# Instructions for the task
Write out exactly the lines running from the one with "assert_eq!(results.len(), 1);" to the last line of the entries, keeping both the first and the last.

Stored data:
//! Object schemas for validating invocation arguments

use crate::error::ServiceError;
use serde_json::{Map, Value};

/// Expected JSON type of a property
#[derive(Debug, Clone, Copy, PartialEq, Eq)]
pub enum TypeCode {
    Any,
    String,
    Integer,
    Float,
    Boolean,
    Object,
    Array,
}

impl TypeCode {
    fn matches(self, value: &Value) -> bool {
        match self {
            Self::Any => true,
            Self::String => value.is_string(),
            Self::Integer => value.is_i64() || value.is_u64(),
            Self::Float => value.is_number(),
            Self::Boolean => value.is_boolean(),
            Self::Object => value.is_object(),
            Self::Array => value.is_array(),
        }
    }

    pub fn as_str(self) -> &'static str {
        match self {
            Self::Any => "Any",
            Self::String => "String",
            Self::Integer => "Integer",
            Self::Float => "Float",
            Self::Boolean => "Boolean",
            Self::Object => "Object",
            Self::Array => "Array",
        }
    }
}

#[derive(Debug, Clone, PartialEq, Eq)]
pub struct PropertySchema {
    pub name: String,
    pub type_code: TypeCode,
    pub required: bool,
}

/// A single validation problem
#[derive(Debug, Clone, PartialEq, Eq)]
pub struct ValidationResult {
    pub path: String,
    pub code: &'static str,
    pub message: String,
}

/// Schema of a JSON object
#[derive(Debug, Clone, PartialEq, Eq)]
pub struct Schema {
    properties: Vec<PropertySchema>,
    allow_undefined: bool,
}

impl Default for Schema {
    fn default() -> Self {
        Self::new()
    }
}

impl Schema {
    pub fn new() -> Self {
        Self {
            properties: Vec::new(),
            allow_undefined: true,
        }
    }

    pub fn with_required_property(mut self, name: &str, type_code: TypeCode) -> Self {
        self.properties.push(PropertySchema {
            name: name.to_string(),
            type_code,
            required: true,
        });
        self
    }

    pub fn with_optional_property(mut self, name: &str, type_code: TypeCode) -> Self {
        self.properties.push(PropertySchema {
            name: name.to_string(),
            type_code,
            required: false,
        });
        self
    }

    /// Whether properties not declared in the schema are accepted
    pub fn allow_undefined(mut self, allow: bool) -> Self {
        self.allow_undefined = allow;
        self
    }

    pub fn properties(&self) -> &[PropertySchema] {
        &self.properties
    }

    pub fn validate(&self, value: &Value) -> Vec<ValidationResult> {
        let Some(object) = value.as_object() else {
            return vec![ValidationResult {
                path: String::new(),
                code: "INVALID_TYPE",
                message: "Value must be an object".to_string(),
            }];
        };

        let mut results = self.validate_properties(object);

        if !self.allow_undefined {
            for key in object.keys() {
                if !self.properties.iter().any(|p| &p.name == key) {
                    results.push(ValidationResult {
                        path: key.clone(),
                        code: "UNEXPECTED_PROPERTY",
                        message: format!("Property {} is not defined in the schema", key),
                    });
                }
            }
        }

        results
    }

    fn validate_properties(&self, object: &Map<String, Value>) -> Vec<ValidationResult> {
        let mut results = Vec::new();
        for property in &self.properties {
            match object.get(&property.name) {
                None | Some(Value::Null) => {
                    if property.required {
                        results.push(ValidationResult {
                            path: property.name.clone(),
                            code: "VALUE_IS_NULL",
                            message: format!("Property {} must not be null", property.name),
                        });
                    }
                }
                Some(value) if !property.type_code.matches(value) => {
                    results.push(ValidationResult {
                        path: property.name.clone(),
                        code: "TYPE_MISMATCH",
                        message: format!(
                            "Property {} must be of type {}",
                            property.name,
                            property.type_code.as_str()
                        ),
                    });
                }
                Some(_) => {}
            }
        }
        results
    }

    /// Validate and turn any problem into a `Validation` error
    pub fn validate_and_fail(&self, trace_id: Option<&str>, value: &Value) -> Result<(), ServiceError> {
        let results = self.validate(value);
        if results.is_empty() {
            return Ok(());
        }

        let message = results
            .iter()
            .map(|r| r.message.as_str())
            .collect::<Vec<_>>()
            .join("; ");
        let problems: Vec<Value> = results
            .iter()
            .map(|r| serde_json::json!({ "path": r.path, "code": r.code }))
            .collect();

        Err(ServiceError::validation("INVALID_DATA", message)
            .with_detail("results", problems)
            .with_trace_id(trace_id))
    }
}

#[cfg(test)]
mod tests {
    use super::*;
    use crate::error::ErrorCategory;
    use serde_json::json;

    fn schema() -> Schema {
        Schema::new()
            .with_required_property("name", TypeCode::String)
            .with_optional_property("count", TypeCode::Integer)
    }

    #[test]
    fn test_valid_object() {
        assert!(schema().validate(&json!({ "name": "x", "count": 3 })).is_empty());
        assert!(schema().validate(&json!({ "name": "x", "extra": true })).is_empty());
    }

    #[test]
    fn test_missing_and_mismatched() {
        let results = schema().validate(&json!({ "count": "three" }));
        assert_eq!(results.len(), 2);
        assert_eq!(results[0].code, "VALUE_IS_NULL");
        assert_eq!(results[1].code, "TYPE_MISMATCH");
    }

    #[test]
    fn test_undefined_properties() {
        let strict = schema().allow_undefined(false);
        let results = strict.validate(&json!({ "name": "x", "extra": 1 }));
        assert_eq!(results.len(), 1);
        assert_eq!(results[0].code, "UNEXPECTED_PROPERTY");
    }

    #[test]
    fn test_validate_and_fail() {
        let err = schema().validate_and_fail(Some("t1"), &json!([1, 2])).unwrap_err();
        assert_eq!(err.category, ErrorCategory::Validation);
        assert_eq!(err.code, "INVALID_DATA");
        assert_eq!(err.trace_id.as_deref(), Some("t1"));
    }
}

# Exercise output
        assert_eq!(results.len(), 1);
        assert_eq!(results[0].code, "UNEXPECTED_PROPERTY");
    }

    #[test]
    fn test_validate_and_fail() {
        let err = schema().validate_and_fail(Some("t1"), &json!([1, 2])).unwrap_err();
        assert_eq!(err.category, ErrorCategory::Validation);
        assert_eq!(err.code, "INVALID_DATA");
        assert_eq!(err.trace_id.as_deref(), Some("t1"));
    }
}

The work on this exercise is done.